Add the missing #include <ATen/ops/_use_miopen_ctc_loss_native.h> to LossCTC_miopen.cpp. Without this include, the _use_miopen_ctc_loss and _use_miopen_ctc_loss_tensor functions are defined without DLL linkage attributes on Windows, causing an unresolved Import Address Table (IAT) entry that crashes with an access violation (0xC0000005) at torch_hip.dll base address when CTC loss is called with CUDA tensors.

Problem

On Windows ROCm builds, calling torch.nn.functional.ctc_loss with CUDA tensors crashes with a fatal access violation:

Windows fatal exception: access violation
Exception Code: 0xC0000005
torch_hip.dll + 0x0 byte(s)

The crash occurs in test_CTCLoss_critical_target_len and any other test that invokes ctc_loss with cudnn.flags(enabled=True) on CUDA tensors.

Root Cause

The issue is a Windows DLL linkage mismatch between the caller and the callee of at::native::_use_miopen_ctc_loss.
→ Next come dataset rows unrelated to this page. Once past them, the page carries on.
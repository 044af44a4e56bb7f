//! Standard special operators
//!
//! A starter set registered through [`compile_handler`]; the surrounding
//! system's operator-definition facility registers the rest the same
//! way.

mod assign;
mod binding;
mod function;

use std::sync::Arc;

use crate::eval::{analyze, analyze_body, dispatch, eval_body, run_body};
use crate::operator::{
    compile_handler, global_registry, FormPattern, HandlerPair, HandlerSpec, ImmediateBody,
    OperatorRegistry,
};
use crate::value::Value;

/// Register the standard operators into `registry`.
pub fn install_operators(registry: &OperatorRegistry) {
    registry.register("quote", quote_handler());
    registry.register("if", if_handler());
    registry.register("progn", progn_handler());
    registry.register("let", binding::let_handler());
    registry.register("let*", binding::let_star_handler());
    registry.register("setq", assign::setq_handler());
    registry.register("lambda", function::lambda_handler());
}

/// Register the standard operators into the global registry.
///
/// Idempotent: re-registration fully replaces each pair.
pub fn install_default_operators() {
    install_operators(global_registry());
}

fn quote_handler() -> HandlerPair {
    compile_handler(HandlerSpec {
        name: "quote",
        pattern: FormPattern::new("quote").required("object"),
        immediate: ImmediateBody::Custom(Arc::new(|bindings, _env, _ctx| {
            Ok(bindings.var("object").clone())
        })),
        deferred: Arc::new(|bindings| {
            let object = bindings.var("object").clone();
            Ok(Arc::new(move |_env, _ctx| Ok(object.clone())))
        }),
    })
}

fn if_handler() -> HandlerPair {
    compile_handler(HandlerSpec {
        name: "if",
        pattern: FormPattern::new("if")
            .required("test")
            .required("then")
            .optional("else", Value::Nil),
        immediate: ImmediateBody::Custom(Arc::new(|bindings, env, ctx| {
            if dispatch(bindings.var("test"), env, ctx)?.is_truthy() {
                dispatch(bindings.var("then"), env, ctx)
            } else {
                dispatch(bindings.var("else"), env, ctx)
            }
        })),
        deferred: Arc::new(|bindings| {
            let test = analyze(bindings.var("test"))?;
            let then = analyze(bindings.var("then"))?;
            let alternative = analyze(bindings.var("else"))?;
            Ok(Arc::new(move |env, ctx| {
                if test(env, ctx)?.is_truthy() {
                    then(env, ctx)
                } else {
                    alternative(env, ctx)
                }
            }))
        }),
    })
}

fn progn_handler() -> HandlerPair {
    compile_handler(HandlerSpec {
        name: "progn",
        pattern: FormPattern::new("progn").rest("body"),
        immediate: ImmediateBody::Custom(Arc::new(|bindings, env, ctx| {
            eval_body(bindings.rest("body"), env, ctx)
        })),
        deferred: Arc::new(|bindings| {
            let body = analyze_body(bindings.rest("body"))?;
            Ok(Arc::new(move |env, ctx| run_body(&body, env, ctx)))
        }),
    })
}
//! Standard prelude with built-in functions

use std::sync::Arc;

use super::DynamicEnv;
use crate::value::{type_name, BuiltinFn, Value};

impl DynamicEnv {
    /// Load the standard prelude into the global cells.
    pub fn load_prelude(&self) {
        // Arithmetic
        self.define_builtin(BuiltinFn {
            name: "+".to_string(),
            arity: -1, // Variadic
            func: Arc::new(builtin_add),
        });

        self.define_builtin(BuiltinFn {
            name: "-".to_string(),
            arity: -1,
            func: Arc::new(builtin_sub),
        });

        self.define_builtin(BuiltinFn {
            name: "*".to_string(),
            arity: -1,
            func: Arc::new(builtin_mul),
        });

        // Comparison
        self.define_builtin(BuiltinFn {
            name: "=".to_string(),
            arity: 2,
            func: Arc::new(builtin_num_eq),
        });

        self.define_builtin(BuiltinFn {
            name: "<".to_string(),
            arity: 2,
            func: Arc::new(builtin_num_lt),
        });

        // Lists and logic
        self.define_builtin(BuiltinFn {
            name: "list".to_string(),
            arity: -1,
            func: Arc::new(builtin_list),
        });

        self.define_builtin(BuiltinFn {
            name: "not".to_string(),
            arity: 1,
            func: Arc::new(builtin_not),
        });
    }

    /// Register a built-in function under its own name.
    pub fn define_builtin(&self, builtin: BuiltinFn) {
        let name: Arc<str> = Arc::from(builtin.name.as_str());
        self.define(name, Value::Builtin(builtin));
    }
}

// ═══════════════════════════════════════════════════════════════════════
// Built-in Function Implementations
// ═══════════════════════════════════════════════════════════════════════

fn numeric(value: &Value) -> Result<f64, String> {
    match value {
        Value::Int(n) => Ok(*n as f64),
        Value::Float(n) => Ok(*n),
        other => Err(format!("expected number, got {}", type_name(other))),
    }
}

/// Fold two or more operands: integers when every operand is an
/// integer, floats otherwise.
fn fold_arith(
    args: &[Value],
    int_op: fn(i64, i64) -> i64,
    float_op: fn(f64, f64) -> f64,
) -> Result<Value, String> {
    if args.iter().all(|a| matches!(a, Value::Int(_))) {
        let mut acc = match args[0] {
            Value::Int(n) => n,
            _ => unreachable!(),
        };
        for arg in &args[1..] {
            if let Value::Int(n) = arg {
                acc = int_op(acc, *n);
            }
        }
        Ok(Value::Int(acc))
    } else {
        let mut acc = numeric(&args[0])?;
        for arg in &args[1..] {
            acc = float_op(acc, numeric(arg)?);
        }
        Ok(Value::Float(acc))
    }
}

fn builtin_add(args: &[Value]) -> Result<Value, String> {
    match args {
        [] => Ok(Value::Int(0)),
        [only] => numeric(only).map(|_| only.clone()),
        rest => fold_arith(rest, |a, b| a.wrapping_add(b), |a, b| a + b),
    }
}

fn builtin_sub(args: &[Value]) -> Result<Value, String> {
    match args {
        [] => Err("expected at least 1 argument".to_string()),
        [Value::Int(n)] => Ok(Value::Int(n.wrapping_neg())),
        [only] => Ok(Value::Float(-numeric(only)?)),
        rest => fold_arith(rest, |a, b| a.wrapping_sub(b), |a, b| a - b),
    }
}

fn builtin_mul(args: &[Value]) -> Result<Value, String> {
    match args {
        [] => Ok(Value::Int(1)),
        [only] => numeric(only).map(|_| only.clone()),
        rest => fold_arith(rest, |a, b| a.wrapping_mul(b), |a, b| a * b),
    }
}

fn builtin_num_eq(args: &[Value]) -> Result<Value, String> {
    let (a, b) = (numeric(&args[0])?, numeric(&args[1])?);
    Ok(Value::Bool(a == b))
}

fn builtin_num_lt(args: &[Value]) -> Result<Value, String> {
    let (a, b) = (numeric(&args[0])?, numeric(&args[1])?);
    Ok(Value::Bool(a < b))
}

fn builtin_list(args: &[Value]) -> Result<Value, String> {
    Ok(Value::list(args.to_vec()))
}

fn builtin_not(args: &[Value]) -> Result<Value, String> {
    Ok(Value::Bool(!args[0].is_truthy()))
}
The caller (RegisterCUDA_0.cpp, auto-generated, compiled into torch_hip.dll):

The generated CUDA dispatch wrapper includes <ATen/ops/_use_miopen_ctc_loss_native.h>, which declares the function with TORCH_API. When building torch_hip.dll, TORCH_API expands to __declspec(dllimport). MSVC generates an indirect call through the Import Address Table: call [_imp?_use_miopen_ctc_loss@native@at@@...].
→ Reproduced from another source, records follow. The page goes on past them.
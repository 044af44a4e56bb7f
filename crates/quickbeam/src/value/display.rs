//! Display and Debug implementations for Value

use std::fmt;

use super::Value;

impl fmt::Display for Value {
    fn fmt(&self, f: &mut fmt::Formatter<'_>) -> fmt::Result {
        match self {
            Value::Nil => write!(f, "nil"),
            Value::Bool(b) => write!(f, "{}", b),
            Value::Int(n) => write!(f, "{}", n),
            Value::Float(n) => write!(f, "{}", n),
            Value::Str(s) => write!(f, "{}", s),
            Value::Symbol(name) => write!(f, "{}", name),
            Value::Keyword(name) => write!(f, ":{}", name),
            Value::List(items) => {
                write!(f, "(")?;
                for (i, item) in items.iter().enumerate() {
                    if i > 0 {
                        write!(f, " ")?;
                    }
                    write!(f, "{}", item)?;
                }
                write!(f, ")")
            }
            Value::Builtin(b) => write!(f, "#<builtin {}>", b.name),
            Value::Closure(c) => {
                write!(f, "#<closure (")?;
                for (i, p) in c.params.iter().enumerate() {
                    if i > 0 {
                        write!(f, " ")?;
                    }
                    write!(f, "{}", p)?;
                }
                write!(f, ")>")
            }
        }
    }
}

impl fmt::Debug for Value {
    fn fmt(&self, f: &mut fmt::Formatter<'_>) -> fmt::Result {
        match self {
            // Strings print readably in debug output
            Value::Str(s) => write!(f, "{:?}", s),
            other => write!(f, "{}", other),
        }
    }
}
The callee (LossCTC_miopen.cpp, compiled into torch_hip.dll):

The implementation file does NOT include <ATen/ops/_use_miopen_ctc_loss_native.h>. The functions are defined without any DLL linkage attribute — just plain bool _use_miopen_ctc_loss(...). The compiler does not generate an _imp thunk for these definitions.

The linker mismatch

When linking torch_hip.dll, the linker needs to resolve the _imp?_use_miopen_ctc_loss@native@at@@... symbol (referenced by RegisterCUDA_0.cpp.obj). This is a different symbol from ?_use_miopen_ctc_loss@native@at@@... (provided by LossCTC_miopen.cpp.obj). Since no import library (.lib) exports this function, the _imp IAT entry remains unresolved at RVA=0. At runtime, the indirect call jumps to DLL_base + 0x0 (the PE header), which is not executable code, causing the access violation.

Test plan

test_CTCLoss_critical_target_len passes on Windows
test_CTCLoss_cudnn_cuda no longer crashes on Windows
Linux ROCm builds are unaffected

cc @jeffdaily @sunway513 @jithunnair-amd @pruthvistony @ROCmSupport @jataylo @hongxiayang @naromero77amd @pragupta @jerrymannil @xinyazhang

pytorch-bot · 2026-03-24T15:28:06Z

🔗 Helpful Links

🧪 See artifacts and rendered test results at hud.pytorch.org/pr/178284

📄 Preview Python docs built from this PR
📄 Preview C++ docs built from this PR
❓ Need help or want to give feedback on the CI? Visit the bot commands wiki

Note: Links to docs will display an error until the docs builds have been completed.

✅ No Failures

As of commit b698712 with merge base 99dee05 ():
💚 Looks good so far! There are no failures yet. 💚

This comment was automatically generated by Dr. CI and updates every 15 minutes.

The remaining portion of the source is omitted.